Our theatre today seats about 500 people. Back in the day, however, the total disregard for health and safety procedures (a running theme in this post) and ticket regulation meant we would pack 1600 punters into the auditorium.

On one such night in 1769, a man was pushed and shoved so brutally that he was thrown from the Gallery to the Pit. 

He was taken to the green room where ‘having been bled and taken some restoratives’, he felt well enough to pop back in and watch the rest of the play. Unfortunately these 1760s ‘restoratives’ weren’t up to scratch, and he died a few days later.

2. The Carriage Crash

In 1771, our leading lady Mrs King was travelling to the theatre to open a show to her adoring audiences. The carriage equivalent of the M32 was pretty busy (we can only assume with people flocking to watch her perform), and in trying to navigate the traffic her driver crashed the carriage. She broke her arm and wasn’t able to perform for quite some time. 

3. The Trapdoor

A word of advice: DON’T leave trapdoors open willy-nilly. We learnt this the hard way back in 1840. Cornelius Bryan, organist at St. Mary Redcliff church and part-time actor, was rehearsing a play on our stage when he tripped and fell through an open trapdoor. He injured his spine and, sadly, died the next day. 

4. The Star Trap

That wasn’t our only trapdoor mishap. Apparently we didn’t learn our lesson. In 1881 we had a shiny new star trap installed.

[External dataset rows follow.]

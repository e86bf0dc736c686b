//! NewHope parameters and derived message sizes.

pub use newhope_math::{N, NOISE_BYTES, NOISE_K, POLYBYTES, Q, RECBYTES, SYMBYTES};

/// Size in bytes of the negotiated key (a SHA-256 digest).
pub const KEY_BYTES: usize = 32;

/// Offer message: packed public polynomial followed by the seed of `a`.
pub const OFFERMSG_BYTES: usize = POLYBYTES + SYMBYTES;

/// Accept message: packed public polynomial followed by reconciliation data.
pub const ACCEPTMSG_BYTES: usize = POLYBYTES + RECBYTES;

const _: () = {
    assert!(POLYBYTES == (N * 14).div_ceil(8));
    assert!(RECBYTES == N / 4);

    // --- Cross-check against the reference wire sizes ---
    assert!(OFFERMSG_BYTES == 1824);
    assert!(ACCEPTMSG_BYTES == 2048);
    assert!(POLYBYTES == 1792);
};
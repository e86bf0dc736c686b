//! The three protocol computations on decoded values.
//!
//! Everything here is infallible: length and coefficient checks happen in
//! [`exchange`](crate::exchange) before these are called.

use zeroize::Zeroize;

use crate::{
    hash::{self, XofReader},
    math::{NttPolynomial, Polynomial, Reconciliation, reconcile},
    params::{NOISE_BYTES, SYMBYTES},
};

/// Noise polynomial number `nonce` expanded from a 32-byte noise seed.
fn getnoise(seed: &[u8; SYMBYTES], nonce: u8) -> Polynomial {
    let mut buf = [0u8; NOISE_BYTES];
    hash::prf(seed, nonce, &mut buf);
    let p = Polynomial::sample_noise(&buf);
    buf.zeroize();
    p
}

/// Expand the public polynomial `a` (NTT domain) from its seed.
pub(crate) fn gen_a(seed: &[u8; SYMBYTES]) -> NttPolynomial {
    let mut xof = hash::xof_absorb(seed);
    NttPolynomial::sample_uniform(|buf| xof.read(buf))
}

// -- offer -------------------------------------------------------------------

/// `pk = a * sk + e`. Returns `(pk, sk)`.
pub(crate) fn offer_computation(
    seed: &[u8; SYMBYTES], noise_seed: &[u8; SYMBYTES],
) -> (NttPolynomial, NttPolynomial) {
    let sk = getnoise(noise_seed, 0).ntt();
    let a = gen_a(seed);
    let mut e = getnoise(noise_seed, 1).ntt();

    let pk = &a.pointwise(&sk) + &e;
    e.zeroize();
    (pk, sk)
}

// -- accept ------------------------------------------------------------------

/// Accepter's side. Returns the raw reconciled key, `bp` and the helper data.
pub(crate) fn accept_computation(
    pk: &NttPolynomial, a: &NttPolynomial, noise_seed: &[u8; SYMBYTES],
    rec_rand: &[u8; SYMBYTES],
) -> ([u8; SYMBYTES], NttPolynomial, Reconciliation) {
    let mut sp = getnoise(noise_seed, 0).ntt();
    let mut ep = getnoise(noise_seed, 1).ntt();
    let mut epp = getnoise(noise_seed, 2);

    // bp = a * s' + e'
    let bp = &a.pointwise(&sp) + &ep;

    // v = pk * s' + e''
    let mut v = pk.pointwise(&sp).ntt_inverse();
    v += &epp;

    let c = reconcile::helprec(&v, rec_rand);
    let k = reconcile::reconcile(&v, &c);

    sp.zeroize();
    ep.zeroize();
    epp.zeroize();
    v.zeroize();
    (k, bp, c)
}

// -- finish ------------------------------------------------------------------

/// Offerer's side: `v' = bp * sk`, reconciled against the helper data.
pub(crate) fn finish_computation(
    sk: &NttPolynomial, bp: &NttPolynomial, c: &Reconciliation,
) -> [u8; SYMBYTES] {
    let mut v = bp.pointwise(sk).ntt_inverse();
    let k = reconcile::reconcile(&v, c);
    v.zeroize();
    k
}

How it works is, the actor stands on a small platform beneath the trapdoor (so far so good). Then, the platform shoots upwards at high speed, propelling our star turn through the trapdoor, appearing to burst through the solid floor like some kind of caffeinated ghost.

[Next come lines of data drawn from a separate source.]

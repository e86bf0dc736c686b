//! `newhope-math` -- Core mathematical primitives for the NewHope key exchange.
//!
//! `no_std`, zero-allocation polynomial arithmetic over `Z_q[X]/(X^{1024}+1)`
//! with `q = 12289`. Sub-modules cover modular reduction, the
//! Number-Theoretic Transform, domain-tagged polynomial types, 14-bit wire
//! packing, uniform and centered-binomial sampling, and the error
//! reconciliation that turns two approximately equal polynomials into one
//! shared bit string.

#![no_std]
#![deny(unsafe_code)]
#![allow(
    clippy::cast_lossless,
    clippy::cast_possible_truncation,
    clippy::cast_possible_wrap,
    clippy::cast_sign_loss,
    clippy::many_single_char_names
)]

pub mod encode;
pub mod ntt;
pub mod poly;
pub mod reconcile;
pub mod reduce;
pub mod sample;

pub use poly::{NttPolynomial, Polynomial};
pub use reconcile::Reconciliation;

/// Polynomial ring degree.
pub const N: usize = 1024;

/// Field modulus.
pub const Q: u16 = 12289;

/// Size in bytes of seeds and reconciled keys.
pub const SYMBYTES: usize = 32;

/// Size in bytes of a serialised polynomial (14 bits * 1024 / 8).
pub const POLYBYTES: usize = 1792;

/// Size in bytes of packed reconciliation data (2 bits * 1024 / 8).
pub const RECBYTES: usize = N / 4;

/// Centered-binomial parameter `k` of the noise distribution.
pub const NOISE_K: usize = 16;

/// Random bytes consumed by one noise polynomial (4 per coefficient).
pub const NOISE_BYTES: usize = 4 * N;

const _: () = {
    assert!(POLYBYTES == N * 14 / 8);
    assert!(RECBYTES * 4 == N);
    assert!((Q as u32) < (1 << 14));
    assert!(NOISE_BYTES * 8 == 2 * NOISE_K * N);
    // one reconciled key bit per group of four coefficients
    assert!(SYMBYTES * 8 * 4 == N);
};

It’s pretty easy to lose balance and fall against the timbers at the sides of the moving platform, OR hurt yourself on the wooden flaps, OR land incorrectly once you’ve broken through the floor.

If you make it out of the star trap unscathed you have to go straight into the scene – and if you make it out with 3 broken ribs and a fractured collarbone… well, you’re stood on a lit stage with 500 people staring at you.

Anyway, we don’t use star traps anymore. 

5. The Rowdy Soldiers

Not all of the theatre related injuries have been completely our fault. Back in the early years of the 1790s, mobilisation of the militia for the Napoleonic Wars meant loads of soldiers were camped out on the Downs.

On one occasion, a dispute between two officers led to a full on duel outside the theatre.

Soldiers also threw apples and stones at the performers on stage, and during one performance one of them let off a pistol in the gallery.

Rowdy bunch, they were. Our Ushers would have none of that these days.